START MATERIAL FOR THE TASK

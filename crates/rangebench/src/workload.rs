//! Random arrays and query streams

use anyhow::{ensure, Result};
use rand::Rng;
use rangecache::RangeKey;

/// One step of a workload
#[derive(Debug, Clone, Copy, PartialEq, Eq)]
pub enum Query {
    /// Sum an inclusive range
    Range(RangeKey),
    /// Overwrite one element
    Update { index: usize, value: i64 },
}

/// Array of `len` values drawn uniformly from `1..=max_value`
pub fn generate_array<R: Rng>(rng: &mut R, len: usize, max_value: i64) -> Result<Vec<i64>> {
    ensure!(max_value >= 1, "max value must be at least 1, got {}", max_value);
    Ok((0..len).map(|_| rng.gen_range(1..=max_value)).collect())
}

/// `count` queries over an array of `len` elements.
///
/// Each query is a range with probability `range_ratio`, otherwise an update.
pub fn generate_queries<R: Rng>(
    rng: &mut R,
    len: usize,
    count: usize,
    range_ratio: f64,
    max_value: i64,
) -> Result<Vec<Query>> {
    ensure!(len > 0, "array must not be empty");
    ensure!(
        (0.0..=1.0).contains(&range_ratio),
        "range ratio must be within [0, 1], got {}",
        range_ratio
    );
    ensure!(max_value >= 1, "max value must be at least 1, got {}", max_value);

    let mut queries = Vec::with_capacity(count);
    for _ in 0..count {
        if rng.gen_bool(range_ratio) {
            let start = rng.gen_range(0..len);
            let end = rng.gen_range(start..len);
            queries.push(Query::Range(RangeKey::new(start, end)?));
        } else {
            queries.push(Query::Update {
                index: rng.gen_range(0..len),
                value: rng.gen_range(1..=max_value),
            });
        }
    }

    Ok(queries)
}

END MATERIAL FOR THE TASK

__WHAT NEEDS TO BE DONE__: Each line above with the string "RangeKey" in it should be located and copied.

__OUTPUT BELOW__:
use rangecache::RangeKey;
    Range(RangeKey),
            queries.push(Query::Range(RangeKey::new(start, end)?));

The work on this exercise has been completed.